Ryanodine Receptor Point Mutant E4032A Reveals an Allosteric Interaction with Ryanodine

• Published in: Proceedings of the National Academy of Sciences - PNAS Vol. 98; no. 5; pp. 2865 - 2870
• Main Authors: Fessenden, James D., Chen, Lili, Wang, Yaming, Paolini, Cecilia, Franzini-Armstrong, Clara, Allen, Paul D., Pessah, Isaac N.
• Format: Journal Article
• Language: English
• Published: United States National Academy of Sciences 27.02.2001; National Acad Sciences; The National Academy of Sciences
• Subjects: Agonists; Alkaloids; Allosteric Regulation; Base Sequence; Binding sites; Biological Sciences; Calcium; Cell membranes; Cells, Cultured; Complementary DNA; DNA Primers; Functional responses; Imaging; Microscopy, Electron; Muscle fibers; Mutation; Pharmacology; Point Mutation; Protein Binding; Proteins; Receptors; Ryanodine - metabolism; Ryanodine Receptor Calcium Release Channel - genetics; Ryanodine Receptor Calcium Release Channel - metabolism
• ISSN: 0027-8424; 1091-6490
• DOI: 10.1073/pnas.041608898

The ryanodine receptor (RyR) family of proteins constitutes a unique type of calcium channel that mediates Ca2+ release from endoplasmic reticulum/sarcoplasmic reticulum stores.

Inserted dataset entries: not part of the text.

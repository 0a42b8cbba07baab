#![warn(missing_docs)]
//! Netposture main components and helper functions used by `main`
//!
//! Two independent pipelines are provided:
//! - [`vpn`] runs system commands and reconciles their output into a
//!   [`VpnStatus`],
//! - [`internet`] decodes an IP lookup service payload into an
//!   [`InternetInfo`] and projects it into menu lines.
//!
//! They only meet in [`Posture`], which is what the `netposture` binary prints.
use anyhow::{Context, Result};
use serde::Serialize;
use std::fs;
use std::io::{self, Read};
use std::path::Path;
use tracing::{debug, warn};
use tracing_subscriber::prelude::*;
use tracing_subscriber::{fmt, EnvFilter};

pub mod command;
pub mod config;
pub mod internet;
pub mod vpn;
pub use command::{CommandLine, CommandRunner, SystemCommandRunner};
pub use config::{AppConfig, Args, Verbosity};
pub use internet::{InternetInfo, MenuLine};
pub use vpn::{DetectorCommands, VpnStatus, VpnStatusDetector};

/// Setup logging to stderr, keeping stdout for the report itself.
pub fn setup_tracing(verbosity: &Verbosity) -> Result<()> {
    let fmt_layer = fmt::layer()
        .with_target(false)
        .with_writer(io::stderr);
    let filter_layer =
        EnvFilter::try_new(verbosity.level_filter()).context("Initializing log filter")?;

    tracing_subscriber::registry()
        .with(filter_layer)
        .with(fmt_layer)
        .init();
    Ok(())
}

/// Read and decode a lookup service payload from `source` (`-` is stdin).
///
/// Returns `Ok(None)` when the content cannot be decoded: the caller has
/// nothing to display but this is not an error.
pub fn read_internet_info(source: &Path) -> Result<Option<InternetInfo>> {
    let bytes = if source == Path::new("-") {
        let mut buf = Vec::new();
        io::stdin()
            .read_to_end(&mut buf)
            .context("Reading internet info from stdin")?;
        buf
    } else {
        fs::read(source).with_context(|| format!("Reading internet info from {source:?}"))?
    };
    let info = internet::decode(&bytes);
    if info.is_none() {
        warn!("Unusable internet info payload in {:?}", source);
    }
    Ok(info)
}

/// Snapshot of the host network privacy state.
#[derive(Debug, Clone, PartialEq, Eq)]
pub struct Posture {
    /// VPN status detected from the system
    pub vpn: VpnStatus,
    /// Decoded lookup payload, if any
    pub info: Option<InternetInfo>,
}

#[derive(Serialize)]
struct PostureReport<'a> {
    vpn: &'a VpnStatus,
    vpn_connected: Option<bool>,
    info: Option<&'a InternetInfo>,
    menu: Vec<MenuLine>,
}

impl Posture {
    /// Text lines to display, sensitive ones only when `reveal` is set.
    pub fn lines(&self, reveal: bool) -> Vec<String> {
        let vpn = match &self.vpn {
            VpnStatus::Connected { service_names } => {
                format!("VPN: Connected ({})", service_names.join(", "))
            }
            VpnStatus::Disconnected => "VPN: Disconnected".to_owned(),
            VpnStatus::Unknown => "VPN: Unknown".to_owned(),
        };
        let mut lines = vec![vpn];
        match &self.info {
            Some(info) => lines.extend(
                info.menu_lines()
                    .into_iter()
                    .filter(|l| l.is_visible(reveal))
                    .map(|l| l.title),
            ),
            None => lines.push("Internet info unavailable".to_owned()),
        }
        lines
    }

    /// Json report including every menu line with its visibility flag.
    pub fn to_json(&self) -> Result<String> {
        let report = PostureReport {
            vpn: &self.vpn,
            vpn_connected: self.vpn.is_connected(),
            info: self.info.as_ref(),
            menu: self
                .info
                .as_ref()
                .map(InternetInfo::menu_lines)
                .unwrap_or_default(),
        };
        serde_json::to_string_pretty(&report).context("Serializing posture")
    }
}

/// Detect the VPN status and read the configured lookup payload once.
pub fn collect_posture(config: &AppConfig) -> Result<Posture> {
    let detector = VpnStatusDetector::new(
        config.commands.clone(),
        SystemCommandRunner::new(config.timeout),
    );
    debug!("Using {:?}", detector);
    let vpn = detector.detect();
    let info = match &config.info {
        Some(path) => read_internet_info(path)?,
        None => None,
    };
    Ok(Posture { vpn, info })
}



#[cfg(all(test, unix))]
mod collect_posture_should {
    use super::*;
    use mktemp::Temp;
    use std::time::Duration;
    use test_log::test;

    fn config(service_list: &str, route_table: &str) -> Result<AppConfig> {
        Ok(AppConfig {
            commands: DetectorCommands {
                service_list: service_list.parse()?,
                route_table: route_table.parse()?,
            },
            timeout: Duration::from_secs(5),
            info: None,
            reveal: false,
            json: false,
        })
    }

    #[test]
    fn report_service_list_evidence_end_to_end() -> Result<()> {
        let mut config = config(
            r#"/bin/sh -c "echo '* (Connected) Work VPN [IPSec]'""#,
            "/bin/sh -c 'exit 1'",
        )?;
        let temp = Temp::new_file()?;
        let path = temp.to_path_buf();
        fs::write(&path, r#"{"YourFuckingCity": "Portland", "YourFuckingCountry": "US"}"#)?;
        config.info = Some(path);

        let posture = collect_posture(&config)?;
        assert_eq!(
            posture.lines(false),
            ["VPN: Connected (Work VPN [IPSec])", "Location: Portland, US"]
        );
        Ok(())
    }

    #[test]
    fn fall_back_to_route_table() -> Result<()> {
        let config = config(
            "/bin/sh -c 'echo \"* (Disconnected) Work VPN\"'",
            "/bin/sh -c 'echo \"0/1  10.0.0.1  UGSc  utun6\"'",
        )?;
        let posture = collect_posture(&config)?;
        assert_eq!(
            posture.vpn,
            VpnStatus::Connected {
                service_names: vec!["utun6".to_owned()]
            }
        );
        Ok(())
    }

    #[test]
    fn report_unknown_when_commands_are_missing() -> Result<()> {
        let config = config("/nonexistent/scutil --nc list", "/nonexistent/netstat -rn")?;
        assert_eq!(collect_posture(&config)?.vpn, VpnStatus::Unknown);
        Ok(())
    }
}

Ryanodine has been widely used to identify contributions made by the RyR to signaling in both muscle and nonmuscle cells. Ryanodine, through binding to high- and low-affinity sites, has been suggested to block the channel pore based on its ability to induce partial conductance states and irreversible inhibition. We examined the effect of ryanodine on an RyR type 1 (RyR1) point mutant (E4032A) that exhibits a severely compromised phenotype. When expressed in 1B5 (RyR null/dyspedic) myotubes, E4032A is relatively unresponsive to stimulation by cell membrane depolarization or RyR agonists, although the full-length protein is correctly targeted to junctions and interacts with dihydropyridine receptors (DHPRs) inducing their arrangement into tetrads. However, treatment of E4032A-expressing cells with 200-500 µM ryanodine, concentrations that rapidly activate and then inhibit wild-type (wt) RyR1, restores the responsiveness of E4032A-expressing myotubes to depolarization and RyR agonists. Moreover, the restored E4032A channels remain resistant to subsequent exposure to ryanodine. In single-channel studies, E4032A exhibits infrequent (channel-open probability, Po < 0.005) and brief (<250 µs) gating events and insensitivity to Ca2+. Addition of ryanodine restores Ca2+-dependent channel activity exhibiting full, 3/4, 1/2, and 1/4 substates. This evidence suggests that, whereas ryanodine does not occlude the RyR pore, it does bind to sites that allosterically induce substantial conformational changes in the RyR. In the case of E4032A, these changes overcome unfavorable energy barriers introduced by the E4032A mutation to restore channel function.